Adderallの代替薬と代わりになる治療法

AdderallはADHD(注意欠陥・多動性障害)の治療に用いられる処方薬で、アンフェタミンとデキストロアンフェタミンの混合刺激薬です。効果は高いものの、副作用や依存リスクがあるため、使用できない患者もいます。ここでは、Adderallの代わりに選択できる主要な薬剤をご紹介します。

メチルフェニデート

メチルフェニデートはRitalin、Concerta、Focalin、Daytranaなどのブランド名で販売されており、ADHD治療で最も一般的に使われる薬です。短時間作用型から中間作用型、拡張放出型(Concerta)や経皮パッチ(Daytrana)まで多様な製剤があります。作用は通常1時間以内に現れ、拡張放出型は徐々に効果が出て長時間持続します。

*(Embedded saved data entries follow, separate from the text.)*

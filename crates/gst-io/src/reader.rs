//! Table reader trait and common types
//!
//! The `TableReader` trait provides a uniform interface for reading
//! tabular datasets from the supported file formats.

use crate::schema::RawTable;
use std::path::Path;
use thiserror::Error;

/// Errors raised while reading datasets
#[derive(Debug, Error)]
pub enum IoError {
    #[error("File not found: {0}")]
    FileNotFound(String),

    #[error("Cannot open {0}")]
    OpenFailed(String),

    #[error("Unreadable table: {0}")]
    InvalidFormat(String),

    #[error("Column not found: {0}")]
    ColumnNotFound(String),

    #[error("Year not available: {0}")]
    YearNotFound(i32),

    #[error("Shape mismatch: expected {expected} values, got {actual}")]
    ShapeMismatch { expected: usize, actual: usize },

    #[error(transparent)]
    Format(#[from] FormatError),
}

/// Ways in which a dataset can fail the common-format check
#[derive(Debug, Clone, PartialEq, Eq, Error)]
pub enum FormatError {
    #[error("Missing columns: {}", .0.join(", "))]
    MissingColumns(Vec<String>),

    #[error("The \"variable\" column is non-unique ({0} values)")]
    NonUniqueVariable(usize),

    #[error("The \"unit\" column is non-unique ({0} values)")]
    NonUniqueUnit(usize),

    #[error("Countries appear more than once: {}", .0.join(", "))]
    RepeatedCountries(Vec<String>),

    #[error("No year columns found")]
    NoYearColumns,
}

/// Result alias for dataset reading
pub type IoResult<T> = Result<T, IoError>;

/// Something that yields a raw table
pub trait TableReader {
    /// Read the whole table as header + string records
    fn read_raw(&self) -> IoResult<RawTable>;

    /// Path of the underlying file
    fn path(&self) -> Option<&str> {
        None
    }

    /// Short name of the file format
    fn format_name(&self) -> &'static str;
}

/// Reader chosen at runtime from the file extension
pub type BoxedReader = Box<dyn TableReader>;

/// Pick a reader for `path`
///
/// Only delimited text is supported.
pub fn open_file(path: impl AsRef<Path>) -> IoResult<BoxedReader> {
    let path = path.as_ref();
    let extension = path
        .extension()
        .and_then(|s| s.to_str())
        .map(|s| s.to_lowercase())
        .unwrap_or_default();

    match extension.as_str() {
        "csv" => {
            use crate::csv_reader::CsvReader;
            Ok(Box::new(CsvReader::open(path)?))
        }

        "tsv" => {
            use crate::csv_reader::{CsvOptions, CsvReader};
            let options = CsvOptions {
                delimiter: b'\t',
                ..CsvOptions::default()
            };
            Ok(Box::new(CsvReader::open_with_options(path, options)?))
        }

        _ => Err(IoError::InvalidFormat(format!(
            "Unknown file extension: {}",
            extension
        ))),
    }
}

/// Extensions understood by [`open_file`]
pub fn supported_extensions() -> Vec<&'static str> {
    vec!["csv", "tsv"]
}

#[cfg(test)]
mod tests {
    use super::*;

    #[test]
    fn test_supported_extensions() {
        let extensions = supported_extensions();
        assert!(extensions.contains(&"csv"));
    }

    #[test]
    fn test_open_unknown_extension() {
        let err = open_file("data.xlsx").err().unwrap();
        assert!(matches!(err, IoError::InvalidFormat(_)));
    }

    #[test]
    fn test_format_error_messages() {
        let err = FormatError::MissingColumns(vec!["unit".into(), "country".into()]);
        assert_eq!(err.to_string(), "Missing columns: unit, country");
    }
}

中枢神経刺激薬であるため、不眠、体重減少、イライラなどの副作用が起こりやすく、依存や乱用のリスクもありますが、拡張放出型は比較的リスクが低いとされています。

デキストロアンフェタミン

デキストロアンフェタミン(商品名:Dexedrine、Dextrostat)はAdderallの有効成分の一つで、効果はAdderallに近いです。主な副作用は不眠、体重減少、イライラ、頭痛、腹痛で、Adderallとほぼ同様です。作用時間は短時間作用型のメチルフェニデートより長いものの、Adderallほど長くは続きません。スパンセル製剤(Dexedrine Spansule)以外は乱用の可能性が高いです。

ヴァイバンス(リスデキサンフェタミン)

リスデキサンフェタミンは体内で消化吸収されてデキストロアンフェタミンに変換されて初めて効果を発揮します。そのため、効果が緩やかで持続時間が長く、血中濃度の変動が少ないとされています。また、鼻から吸ったり注射したりしてもハイになりにくく、乱用リスクが低いと評価されています。衝動性や多動性の抑制には有効ですが、集中力向上や強い刺激効果はAdderallに劣ることがあります。

クロニジン

クロニジンは主に高血圧治療薬として使われますが、ADHDでも特定の症状に有効です。特に、ティック症候群やトゥレット症候群を伴う患者、激しい衝動性・多動性・攻撃性がある患者に処方されます。食欲を刺激し不眠を改善する効果があるため、睡眠障害や体重減少が問題になるケースで有益です。商品名はCatapresで、錠剤と経皮パッチがあります。

ストラテラ(アトモキセチン)

ストラテラは唯一の非刺激性ADHD薬で、刺激薬を避けたい患者に適しています。効果が現れるまでに数日から最大1か月かかりますが、依存性や乱用リスクはほぼありません。副作用としては、子どもでは食欲低下、鎮静、めまい、成人では不眠、性機能障害、血圧上昇が報告されています。心血管系に問題がある人には使用を慎重に判断すべきです。